Jia Tolentino: The Custom of the Country, by Edith Wharton. I just read it for the first time, thanks to my friend and editor extraordinaire Carrie Frye, and I am completely obsessed with Undine. What would it have been like to try to write about women like that as the culture that created them was dissolving? Undine is like a thought experiment about dismembering female personhood into a limbless torso of beauty work and capitalist acquisition. Actually, today, you could still do that and market it as feminist, so maybe that culture has not really dissolved at all.
BM: What unheralded book from the past year would you like to give a shout-out to?

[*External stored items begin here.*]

//! reqforge jobs - asynchronous extraction jobs
//!
//! Wraps the [`Extractor`](reqforge_core::Extractor) in a persistent job
//! lifecycle:
//! - [`JobService`]: submission, background extraction, lookup, listing
//! - [`JobStore`]: persistence seam, with [`InMemoryJobStore`]
//! - [`JobPoller`]: bounded polling until a terminal status
//!
//! # Example
//!
//! ```rust,no_run
//! use reqforge_core::Extractor;
//! use reqforge_jobs::{JobService, JobsConfig};
//!
//! # async fn example() -> Result<(), Box<dyn std::error::Error>> {
//! let service = JobService::in_memory(Extractor::offline(), JobsConfig::new());
//! let submission = service.submit("course management with students").await?;
//! let job = service.poller().wait(submission.id).await?;
//! println!("{}", job.status);
//! # Ok(())
//! # }
//! ```

#![warn(unreachable_pub)]

pub mod config;
pub mod error;
pub mod job;
pub mod poller;
pub mod service;
pub mod state_machine;
pub mod store;

pub use config::JobsConfig;
pub use error::{JobError, PollError, StoreError, TransitionError};
pub use job::{Job, JobId, JobPatch, JobStatus};
pub use poller::JobPoller;
pub use service::{JobService, Submission};
pub use state_machine::{allowed_transitions, validate_transition};
pub use store::{InMemoryJobStore, JobStore};

/// Version of this crate
pub const VERSION: &str = env!("CARGO_PKG_VERSION");
use std::env;

use log::{debug, error, info};

use crate::error::Result;

const DEFAULT_GEMINI_MODEL: &str = "gemini-1.5-flash";

#[derive(Debug, Clone)]
pub struct Config {
    pub bot_token: String,
    pub google_api_key: String,
    pub gemini_model: String,
}

impl Config {
    pub fn from_env() -> Result<Self> {
        debug!("Loading configuration from environment");
        dotenvy::dotenv().ok();

        let bot_token = env::var("BOT_TOKEN").map_err(|e| {
            error!("Failed to load BOT_TOKEN from environment: {e}");
            e
        })?;

        let google_api_key = env::var("GOOGLE_API_KEY").map_err(|e| {
            error!("Failed to load GOOGLE_API_KEY from environment: {e}");
            e
        })?;

        let gemini_model =
            env::var("GEMINI_MODEL").unwrap_or_else(|_| DEFAULT_GEMINI_MODEL.to_string());

        info!("Configuration loaded successfully");
        debug!("Bot token length: {} characters", bot_token.len());
        debug!("Google API key length: {} characters", google_api_key.len());
        debug!("Gemini model: {gemini_model}");

        Ok(Self {
            bot_token,
            google_api_key,
            gemini_model,
        })
    }
}
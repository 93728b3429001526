#[tokio::main]
async fn main() -> dataguru::error::Result<()> {
    env_logger::Builder::from_env(
        env_logger::Env::default().default_filter_or("dataguru=info,teloxide=warn"),
    )
    .init();
    log::info!("Starting dataguru Telegram bot");

    match dataguru::run().await {
        Ok(()) => {
            log::info!("Bot shut down successfully");
            Ok(())
        }
        Err(e) => {
            log::error!("Bot encountered an error: {e}");
            Err(e)
        }
    }
}
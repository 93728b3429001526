//! Main handler for incoming Telegram messages.

use std::error::Error as StdError;
use std::sync::Arc;

use log::{debug, error, info};
use teloxide::prelude::*;
use teloxide::types::ChatAction;

use crate::bot::AppState;
use crate::formatter::{MAX_MESSAGE_LEN, split_message};
use crate::prompts;

use super::response::send_segments;

type HandlerResult = std::result::Result<(), Box<dyn StdError + Send + Sync>>;

/// Entry point for every incoming message.
///
/// Slash commands are resolved through the static topic table; anything else
/// is relayed to the model verbatim.
pub async fn handle_message(bot: Bot, msg: Message, state: Arc<AppState>) -> HandlerResult {
    let Some(text) = msg.text() else {
        return Ok(());
    };

    info!("Received message in chat {}: {}", msg.chat.id, text);

    match parse_command(text) {
        Some("start" | "help") => {
            bot.send_message(msg.chat.id, prompts::START_MESSAGE).await?;
        }
        Some(command) => {
            let Some(prompt) = prompts::prompt_for(command) else {
                debug!("Ignoring unknown command /{command}");
                return Ok(());
            };
            relay(&bot, &msg, &state, prompt).await?;
        }
        None => relay(&bot, &msg, &state, text).await?,
    }

    Ok(())
}

/// Forward `prompt` through the shared chat session and deliver the reply.
async fn relay(bot: &Bot, msg: &Message, state: &AppState, prompt: &str) -> HandlerResult {
    if let Err(e) = bot.send_chat_action(msg.chat.id, ChatAction::Typing).await {
        debug!("Failed to send typing action: {e}");
    }

    let reply = {
        let mut session = state.session.lock().await;
        state.gemini.send_message(&mut session, prompt).await
    };

    match reply {
        Ok(text) => {
            let segments = split_message(&text, MAX_MESSAGE_LEN);
            debug!("Reply split into {} segments", segments.len());
            send_segments(bot, msg.chat.id, &segments).await?;
        }
        Err(e) => {
            error!("Error generating reply for chat {}: {e}", msg.chat.id);
            bot.send_message(msg.chat.id, e.user_message()).await?;
        }
    }

    Ok(())
}

/// Extract the bare command name from a `/command` message, stripping any
/// `@BotName` mention suffix. Returns `None` for plain text.
fn parse_command(text: &str) -> Option<&str> {
    let rest = text.strip_prefix('/')?;
    let command = rest.split_whitespace().next()?.split('@').next()?;
    (!command.is_empty()).then_some(command)
}

#[cfg(test)]
mod tests {
    use super::parse_command;

    #[test]
    fn plain_text_is_not_a_command() {
        assert_eq!(parse_command("hello there"), None);
    }

    #[test]
    fn bare_command_parses() {
        assert_eq!(parse_command("/statistics"), Some("statistics"));
    }

    #[test]
    fn mention_suffix_is_stripped() {
        assert_eq!(parse_command("/nlp@DataGuruBot"), Some("nlp"));
    }

    #[test]
    fn trailing_arguments_are_ignored() {
        assert_eq!(parse_command("/help me please"), Some("help"));
    }

    #[test]
    fn lone_slash_is_not_a_command() {
        assert_eq!(parse_command("/"), None);
    }
}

JT: Ling Ma won a big prize for Severance, but I was surprised that coverage of that book, which is probably my favorite novel of the year, wasn’t absolutely everywhere. I basically feel as if every book is unheralded except for the ones that are written by celebrities and get promoted in the realm of conversation where everyone talks more about the book existing than anything that’s actually in it. The new books I found myself recommending a lot this year were beloved: Bad Blood, Florida, Asymmetry, My Year of Rest and Relaxation, There There. I really liked Early Work, Motherhood, The Incendiaries, Cherry, and The Friend. Short stories are my favorite subway friends: I loved A Lucky Man, Friday Black, and Sweet and Low especially. Also, I read the new releases, but just as often I pass around the older books I’m reading: this year it was Sweet Days of Discipline and—the book I literally screamed about all summer—Mrs. Bridge!
BM: What is the greatest misconception about book critics and criticism?

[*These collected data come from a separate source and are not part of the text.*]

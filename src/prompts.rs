//! Static prompt tables for the interview coaching commands.

/// One coaching topic: the slash command that triggers it, the one-line
/// description shown in the Telegram command menu, and the prompt relayed to
/// the model.
pub struct Topic {
    pub command: &'static str,
    pub description: &'static str,
    pub prompt: &'static str,
}

/// Welcome text sent for `/start` and `/help`.
pub const START_MESSAGE: &str = "\u{1f44b} Welcome to Data Guru Bot!

I'm your AI-powered interview preparation assistant, designed to help you ace your Data Science interviews. I provide detailed answers to interview questions across multiple domains of Data Science.

\u{1f3af} How to use this bot:
Use these commands to practice specific interview topics:

\u{1f4cc} General Interview Prep
/general_interview - Common behavioral and professional questions
/ai_general - General AI industry questions

\u{1f4ca} Data & Statistics
/data_analysis - Data analysis and visualization questions
/statistics - Statistical concepts and methods

\u{1f916} Machine Learning & Deep Learning
/machine_learning - Traditional ML algorithms and concepts
/deep_learning - Neural networks and deep learning architectures

\u{1f52c} Specialized Fields
/nlp - Natural Language Processing
/computer_vision - Computer Vision
/generative_ai - Generative AI and Large Language Models

\u{1f4a1} Tips for best results:
- Choose a specific command based on your interview focus
- Ask clear, focused questions
- Request examples if needed
- Follow up for clarification if needed

\u{1f680} Getting Started:
1. Select a topic using one of the commands above
2. Ask your question
3. Get a detailed, interview-focused response

You can also just send me any question directly and I'll answer it in the context of our conversation.";

/// Every coaching topic the bot offers, keyed by bare command name.
pub const TOPICS: &[Topic] = &[
    Topic {
        command: "general_interview",
        description: "Common behavioral and professional questions",
        prompt: "You are an expert interview coach specializing in professional development. When responding to general interview questions:
- Provide concise, structured answers limited to 3-4 key points
- Include specific examples or scenarios where relevant
- Focus on demonstrating both technical competence and soft skills
- Add brief follow-up tips or common mistakes to avoid
- Keep responses under 200 words unless specifically asked for more detail
- Format responses with clear bullet points or numbered lists for readability
- In response to this prompt, list out common interview questions along with how to answer them and also some tips.",
    },
    Topic {
        command: "ai_general",
        description: "General AI industry questions",
        prompt: "You are an AI industry expert with extensive interview experience. For AI-related interview questions:
- Focus on both theoretical understanding and practical applications
- Reference current industry trends and best practices
- Include ethical considerations where relevant
- Explain complex concepts using simple analogies
- Highlight the business impact of AI solutions
- Structure responses to show both breadth and depth of knowledge
- Keep technical jargon minimal unless specifically required
- Add brief mentions of relevant tools or frameworks
- In response to this prompt, list out common interview questions along with how to answer them and also some tips.",
    },
    Topic {
        command: "data_analysis",
        description: "Data analysis and visualization questions",
        prompt: "You are a senior data analyst with expertise in interview preparation. For data analysis questions:
- Start with the fundamental concept or methodology
- Explain practical applications in business contexts
- Include specific tools or libraries commonly used
- Provide a brief example of implementation where relevant
- Mention common pitfalls and how to avoid them
- Focus on data quality, cleaning, and validation aspects
- Reference relevant statistical concepts when applicable
- Keep responses focused on practical implementation
- Use SQL examples where appropriate
- In response to this prompt, list out common interview questions along with how to answer them and also some tips.",
    },
    Topic {
        command: "statistics",
        description: "Statistical concepts and methods",
        prompt: "You are a statistics expert preparing candidates for technical interviews. When answering statistics questions:
- Begin with a clear, concise definition
- Explain the underlying mathematical concept briefly
- Provide a real-world application or example
- Include key assumptions and limitations
- Use simple numerical examples where helpful
- Highlight common misunderstandings
- Mention related statistical concepts
- Include formulas only when necessary
- Focus on intuitive understanding over mathematical derivation
- In response to this prompt, list out common interview questions along with how to answer them and also some tips.",
    },
    Topic {
        command: "machine_learning",
        description: "Traditional ML algorithms and concepts",
        prompt: "You are a machine learning engineer with extensive interview experience. For ML questions:
- Start with a clear, conceptual explanation
- Break down complex algorithms into simple steps
- Include advantages and limitations
- Provide real-world applications
- Mention relevant evaluation metrics
- Discuss computational complexity when relevant
- Include model selection considerations
- Reference popular implementations or libraries
- Add brief code snippets only when crucial
- Highlight common optimization techniques
- In response to this prompt, list out common interview questions along with how to answer them and also some tips.",
    },
    Topic {
        command: "deep_learning",
        description: "Neural networks and deep learning architectures",
        prompt: "You are a deep learning specialist preparing candidates for technical interviews. For DL questions:
- Begin with the architectural concept
- Explain the mathematical intuition simply
- Include practical implementation considerations
- Discuss common hyperparameters and their effects
- Mention optimization techniques
- Reference popular frameworks (PyTorch, TensorFlow)
- Include network architecture considerations
- Discuss computational requirements
- Add training best practices
- Highlight recent developments in the field
- In response to this prompt, list out common interview questions along with how to answer them and also some tips.",
    },
    Topic {
        command: "nlp",
        description: "Natural Language Processing",
        prompt: "You are an NLP expert preparing candidates for technical interviews. When answering NLP questions:
- Start with the core NLP concept
- Explain preprocessing steps where relevant
- Include both traditional and modern approaches
- Mention popular NLP libraries and tools
- Discuss evaluation metrics specific to NLP
- Reference current state-of-the-art models
- Include language-specific considerations
- Mention common challenges and solutions
- Discuss scalability aspects
- Reference relevant research papers briefly
- In response to this prompt, list out common interview questions along with how to answer them and also some tips.",
    },
    Topic {
        command: "computer_vision",
        description: "Computer Vision",
        prompt: "You are a computer vision expert preparing candidates for technical interviews. For CV questions:
- Begin with the fundamental concept
- Explain image processing steps where relevant
- Include both classical and deep learning approaches
- Mention popular CV libraries and frameworks
- Discuss specific preprocessing requirements
- Reference architectural considerations
- Include performance optimization techniques
- Mention deployment considerations
- Discuss real-time processing aspects
- Reference benchmark datasets when relevant
- In response to this prompt, list out common interview questions along with how to answer them and also some tips.",
    },
    Topic {
        command: "generative_ai",
        description: "Generative AI and Large Language Models",
        prompt: "You are a generative AI specialist preparing candidates for cutting-edge interviews. For GenAI questions:
- Start with the latest architectures and approaches
- Explain the underlying generation process
- Include training and fine-tuning considerations
- Discuss prompt engineering aspects
- Mention ethical considerations and limitations
- Reference current industry applications
- Include deployment and scaling aspects
- Discuss evaluation metrics
- Mention resource requirements
- Reference recent breakthroughs and papers
- In response to this prompt, list out common interview questions along with how to answer them and also some tips.",
    },
];

/// Look up the coaching prompt for a bare command name.
#[must_use]
pub fn prompt_for(command: &str) -> Option<&'static str> {
    TOPICS
        .iter()
        .find(|topic| topic.command == command)
        .map(|topic| topic.prompt)
}

#[cfg(test)]
mod tests {
    use super::*;

    #[test]
    fn every_topic_resolves_in_the_table() {
        for topic in TOPICS {
            assert_eq!(prompt_for(topic.command), Some(topic.prompt));
        }
    }

    #[test]
    fn unknown_command_has_no_prompt() {
        assert_eq!(prompt_for("blackjack"), None);
    }

    #[test]
    fn start_is_routed_separately_from_topics() {
        assert_eq!(prompt_for("start"), None);
        assert_eq!(prompt_for("help"), None);
    }
}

JT: Well—does anyone actually think about book criticism other than people who engage in it? I don’t think people think about book critics at all, and I think that’s just fine. I don’t have a lot of patience for the seemingly ubiquitous writerly belief that the broader public should have a nuanced, in-depth understanding of what we do—like those “things you should never say to a writer” lists, “if people talked to doctors the way they talk to writers,” that sort of thing. Literally no one should talk to a doctor like they talk to a writer! Anyway, maybe I’m incapable of answering this question because I myself am misperceiving something; hard to say.
BM: How has book criticism changed in the age of social media?
JT: Book talk sometimes seems dutiful and performative on social media—even as it is marked by hyperbolic excitement—and I personally try to never do anything on social media out of any sense of obligation, because… I mean, how much worse can it get? I don’t tweet about a book I like unless I have already talked to friends about it in person or over text. That’s my general marker: if something is better to tweet or Instagram about than to actually experience, then it’s probably bad.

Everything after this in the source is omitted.